On the website of the state bar of Wisconsin I came across an article entitled “Backdating Documents: Not Necessarily the Stuff of Scandal.” It contains the following passage:
Drafting and executing a document after an event occurs, but in a manner that accurately reflects the date on which the event transpired, is a permissible form of backdating. This is backdating that memorializes, something the United States Court of Appeals for the Seventh Circuit has recognized as a legitimate practice. For example, if parties clearly reach an agreement on Dec. 31, 2009, but do not execute a contract formalizing their agreement until Jan.3, 2010, the contract may be dated as of Dec. 31, 2009. This is simply the accurate memorialization of a past event, something that is essential to legal practice.
But just because something might be permissible doesn’t mean that it’s a good idea. I recommend not backdating a contract. Here’s what I said in this May 2009 blog post:
Courts have certainly been willing to hold that a contract exists before a written contract has been finalized. See, for example, this June 2007 blog post. But I’d still use as the date for a written contract the date it was signed. It’s likely that the written contract addresses many more issues than were covered by the oral agreement, making the written contract different from the oral agreement.
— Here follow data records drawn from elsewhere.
//! Program descriptors: the unit handed to the execution adapter
//!
//! A [`ProgramDescriptor`] names an operation, lists its operand views with the
//! [`DependencyLevel`] each contributes to the kernel cache key, carries the
//! program uniforms and the dispatch geometry, and knows how to produce its
//! WGSL source through the [`ShaderProgram`] that describes the kernel body.
//!
//! # Example
//!
//! ```
//! use std::sync::Arc;
//! use wgkern::dtype::DType;
//! use wgkern::program::{DependencyLevel, ProgramDescriptor};
//! use wgkern::shaders::generator::ElementwiseProgram;
//! use wgkern::tensor::TensorView;
//!
//! let a = TensorView::new(&[2, 3], DType::F32).unwrap();
//! let b = TensorView::new(&[2, 3], DType::F32).unwrap();
//! let add = Arc::new(ElementwiseProgram::binary("a + b", ""));
//! let program = ProgramDescriptor::builder("Add", add)
//!     .input(a.clone(), DependencyLevel::TypeOnly)
//!     .input(b, DependencyLevel::TypeOnly)
//!     .output(a, DependencyLevel::TypeOnly)
//!     .build()
//!     .unwrap();
//! assert_eq!(program.packed_count(), 2);
//! assert_eq!(program.dispatch().as_slice(), &[1]);
//! ```

pub mod dispatch;
pub mod uniform;

use std::fmt;
use std::sync::Arc;

pub use dispatch::{
    DispatchGeometry, MAX_GROUPS_PER_DIMENSION, WORKGROUP_SIZE, packed_count, workgroup_count,
};
pub use uniform::{ProgramUniform, UniformValue, pack_uniforms};

use crate::error::{Error, Result};
use crate::shaders::common::storage_type;
use crate::shaders::helper::ShaderHelper;
use crate::shaders::variable::{UniformSource, VariableUsage};
use crate::shaders::{MAX_DIMS, PACKING_WIDTH};
use crate::tensor::TensorView;

/// How much of an operand's metadata a compiled kernel depends on
///
/// Governs what the operand contributes to the cache key.
#[derive(Debug, Clone, Copy, PartialEq, Eq, Hash, PartialOrd, Ord)]
pub enum DependencyLevel {
    /// Reusable across any shape with the same element type
    TypeOnly,
    /// Reusable across shapes of equal rank; shapes come from uniforms
    RankOnly,
    /// Shape-specific; shapes and strides may be baked into the source
    Full,
}

/// Kernel body generator for one operation family
pub trait ShaderProgram: fmt::Debug + Send + Sync {
    /// Declare variables and write the kernel body into `shader`
    fn generate_shader_code(&self, shader: &mut ShaderHelper<'_>) -> Result<()>;

    /// Extra cache-key text distinguishing sources the operand signature does not
    ///
    /// The hint must be unambiguous: two different programs must not produce
    /// the same text.
    fn cache_hint(&self) -> String {
        String::new()
    }
}

/// One program input: operand view and its dependency level
#[derive(Debug, Clone, PartialEq, Eq, Hash)]
pub struct ProgramInput {
    /// Operand view
    pub view: TensorView,
    /// Cache-key granularity for this operand
    pub dependency: DependencyLevel,
}

/// One program output: result view and its dependency level
#[derive(Debug, Clone, PartialEq, Eq, Hash)]
pub struct ProgramOutput {
    /// Result view
    pub view: TensorView,
    /// Cache-key granularity for this result
    pub dependency: DependencyLevel,
}

/// Stable cache key of a program's generated source
#[derive(Debug, Clone, PartialEq, Eq, Hash, PartialOrd, Ord)]
pub struct ProgramKey(String);

impl ProgramKey {
    /// Key text
    pub fn as_str(&self) -> &str {
        &self.0
    }
}

impl fmt::Display for ProgramKey {
    fn fmt(&self, f: &mut fmt::Formatter<'_>) -> fmt::Result {
        f.write_str(&self.0)
    }
}

/// WGSL module generated for one program, plus the uniform layout it expects
#[derive(Debug, Clone, PartialEq, Eq)]
pub struct GeneratedSource {
    /// Cache key of the program that produced this source
    pub key: ProgramKey,
    /// WGSL text
    pub code: String,
    /// Members of the `Uniforms` struct, in declaration order
    pub uniforms: Vec<UniformSlot>,
    /// Number of input storage bindings (bindings `0..inputs`)
    pub inputs: usize,
    /// Number of output storage bindings (following the inputs)
    pub outputs: usize,
}

/// One member of the generated `Uniforms` struct
#[derive(Debug, Clone, PartialEq, Eq)]
pub struct UniformSlot {
    /// Member name
    pub name: String,
    /// Member WGSL type
    pub wgsl_type: String,
    /// Where the value comes from at dispatch time
    pub source: UniformSource,
}

/// Everything the execution adapter needs to run one kernel invocation
#[derive(Debug, Clone)]
pub struct ProgramDescriptor {
    name: String,
    shader: Arc<dyn ShaderProgram>,
    inputs: Vec<ProgramInput>,
    outputs: Vec<ProgramOutput>,
    uniforms: Vec<ProgramUniform>,
    packing_width: u32,
    packed_count: u32,
    workgroup_size: u32,
    dispatch: DispatchGeometry,
}

impl ProgramDescriptor {
    /// Start building a program
    pub fn builder(name: impl Into<String>, shader: Arc<dyn ShaderProgram>) -> ProgramBuilder {
        ProgramBuilder {
            name: name.into(),
            shader,
            inputs: Vec::new(),
            outputs: Vec::new(),
            uniforms: Vec::new(),
            packing_width: PACKING_WIDTH,
            workgroup_size: WORKGROUP_SIZE,
        }
    }

    /// Operation name
    #[inline]
    pub fn name(&self) -> &str {
        &self.name
    }

    /// Inputs in binding order
    #[inline]
    pub fn inputs(&self) -> &[ProgramInput] {
        &self.inputs
    }

    /// Outputs in binding order
    #[inline]
    pub fn outputs(&self) -> &[ProgramOutput] {
        &self.outputs
    }

    /// Program uniforms; the first is always `vec_size`
    #[inline]
    pub fn uniforms(&self) -> &[ProgramUniform] {
        &self.uniforms
    }

    /// Logical elements per execution unit
    #[inline]
    pub fn packing_width(&self) -> u32 {
        self.packing_width
    }

    /// Execution units covering the first output
    #[inline]
    pub fn packed_count(&self) -> u32 {
        self.packed_count
    }

    /// Invocations per workgroup
    #[inline]
    pub fn workgroup_size(&self) -> u32 {
        self.workgroup_size
    }

    /// Workgroup grid
    #[inline]
    pub fn dispatch(&self) -> DispatchGeometry {
        self.dispatch
    }

    /// Cache key of this program's source
    ///
    /// Built from the name, the shader's cache hint, the workgroup size and
    /// packing width, and each operand's signature at its dependency level:
    /// dtype only, dtype plus rank, or dtype plus shape and strides. Names and
    /// hints are length-prefixed so distinct programs never share a key.
    pub fn cache_key(&self) -> ProgramKey {
        let hint = self.shader.cache_hint();
        let mut key = format!(
            "{}:{}|{}:{}|wg{}|w{}",
            self.name.len(),
            self.name,
            hint.len(),
            hint,
            self.workgroup_size,
            self.packing_width
        );
        key.push_str("|in");
        for input in &self.inputs {
            key.push(';');
            key.push_str(&signature(&input.view, input.dependency));
        }
        key.push_str("|out");
        for output in &self.outputs {
            key.push(';');
            key.push_str(&signature(&output.view, output.dependency));
        }
        ProgramKey(key)
    }

    /// Generate the WGSL module for this program
    ///
    /// Either the complete source is returned or an error; nothing partial.
    pub fn generate_source(&self) -> Result<GeneratedSource> {
        let mut helper = ShaderHelper::new(self);
        self.shader.generate_shader_code(&mut helper)?;
        let source = helper.finish()?;
        log::trace!("generated {} source:\n{}", self.name, source.code);
        Ok(source)
    }

    /// Values for every member of `source`'s uniform struct
    pub fn resolve_uniforms(&self, source: &GeneratedSource) -> Result<Vec<ProgramUniform>> {
        source
            .uniforms
            .iter()
            .map(|slot| {
                let value = match slot.source {
                    UniformSource::Program(i) => self.uniforms.get(i).map(|u| u.value.clone()),
                    UniformSource::Shape(usage, i) => {
                        self.view(usage, i).map(|v| u32_list(v.shape())).transpose()?
                    }
                    UniformSource::Strides(usage, i) => {
                        self.view(usage, i).map(|v| u32_list(v.strides())).transpose()?
                    }
                };
                let value = value.ok_or_else(|| Error::InvalidArgument {
                    arg: "uniforms",
                    reason: format!("no value for uniform '{}' in {}", slot.name, self.name),
                })?;
                Ok(ProgramUniform::new(slot.name.clone(), value))
            })
            .collect()
    }

    fn view(&self, usage: VariableUsage, index: usize) -> Option<&TensorView> {
        match usage {
            VariableUsage::Input => self.inputs.get(index).map(|i| &i.view),
            VariableUsage::Output => self.outputs.get(index).map(|o| &o.view),
        }
    }
}

fn signature(view: &TensorView, dependency: DependencyLevel) -> String {
    match dependency {
        DependencyLevel::TypeOnly => format!("T:{}", view.dtype()),
        DependencyLevel::RankOnly => format!("R:{}:{}", view.dtype(), view.ndim()),
        DependencyLevel::Full => format!(
            "F:{}:{:?}:{:?}",
            view.dtype(),
            view.shape(),
            view.strides()
        ),
    }
}

fn u32_list(values: &[usize]) -> Result<UniformValue> {
    values
        .iter()
        .map(|&v| u32::try_from(v).map_err(|_| Error::geometry_overflow("shape uniform", v as u64)))
        .collect::<Result<Vec<_>>>()
        .map(UniformValue::U32)
}

/// Builder for [`ProgramDescriptor`]
#[derive(Debug)]
pub struct ProgramBuilder {
    name: String,
    shader: Arc<dyn ShaderProgram>,
    inputs: Vec<ProgramInput>,
    outputs: Vec<ProgramOutput>,
    uniforms: Vec<ProgramUniform>,
    packing_width: u32,
    workgroup_size: u32,
}

impl ProgramBuilder {
    /// Append an input
    pub fn input(mut self, view: TensorView, dependency: DependencyLevel) -> Self {
        self.inputs.push(ProgramInput { view, dependency });
        self
    }

    /// Append an output
    pub fn output(mut self, view: TensorView, dependency: DependencyLevel) -> Self {
        self.outputs.push(ProgramOutput { view, dependency });
        self
    }

    /// Append a program uniform after `vec_size`
    pub fn uniform(mut self, name: impl Into<String>, value: UniformValue) -> Self {
        self.uniforms.push(ProgramUniform::new(name, value));
        self
    }

    /// Logical elements per execution unit (default 4)
    pub fn packing_width(mut self, width: u32) -> Self {
        self.packing_width = width;
        self
    }

    /// Invocations per workgroup (default [`WORKGROUP_SIZE`])
    pub fn workgroup_size(mut self, size: u32) -> Self {
        self.workgroup_size = size;
        self
    }

    /// Validate operands and compute the dispatch geometry
    ///
    /// Fails with `UnsupportedDType` if an operand cannot be stored at the
    /// packing width, `RankOverflow` past [`MAX_DIMS`], and `GeometryOverflow`
    /// if the first output does not fit the 32-bit dispatch range.
    pub fn build(self) -> Result<ProgramDescriptor> {
        let Some(first) = self.outputs.first() else {
            return Err(Error::InvalidArgument {
                arg: "outputs",
                reason: format!("program '{}' has no outputs", self.name),
            });
        };

        let views = self
            .inputs
            .iter()
            .map(|i| &i.view)
            .chain(self.outputs.iter().map(|o| &o.view));
        for view in views {
            if view.ndim() > MAX_DIMS {
                return Err(Error::RankOverflow {
                    rank: view.ndim(),
                    max: MAX_DIMS,
                });
            }
            storage_type(view.dtype(), self.packing_width)?;
        }

        let packed = packed_count(first.view.numel(), self.packing_width)?;
        let dispatch = DispatchGeometry::for_packed(packed, self.workgroup_size)?;

        let mut uniforms = Vec::with_capacity(self.uniforms.len() + 1);
        uniforms.push(ProgramUniform::new(
            "vec_size",
            UniformValue::scalar_u32(packed),
        ));
        uniforms.extend(self.uniforms);

        log::debug!(
            "built program {}: {} inputs, {} outputs, vec_size={}, groups={:?}",
            self.name,
            self.inputs.len(),
            self.outputs.len(),
            packed,
            dispatch.as_slice()
        );

        Ok(ProgramDescriptor {
            name: self.name,
            shader: self.shader,
            inputs: self.inputs,
            outputs: self.outputs,
            uniforms,
            packing_width: self.packing_width,
            packed_count: packed,
            workgroup_size: self.workgroup_size,
            dispatch,
        })
    }
}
Furthermore, giving the written contract its own date simply reflects the reality of how the contract process unfolded, and it’s always good to have contracts track reality. If the date of the oral agreement was reached is somehow significant, then mention it in the recitals of the written contract.
If having a contract accurately reflect how events transpired doesn’t work for you, you’ve got problems that will only be exacerbated if you try to engage in any sleight of hand over dating.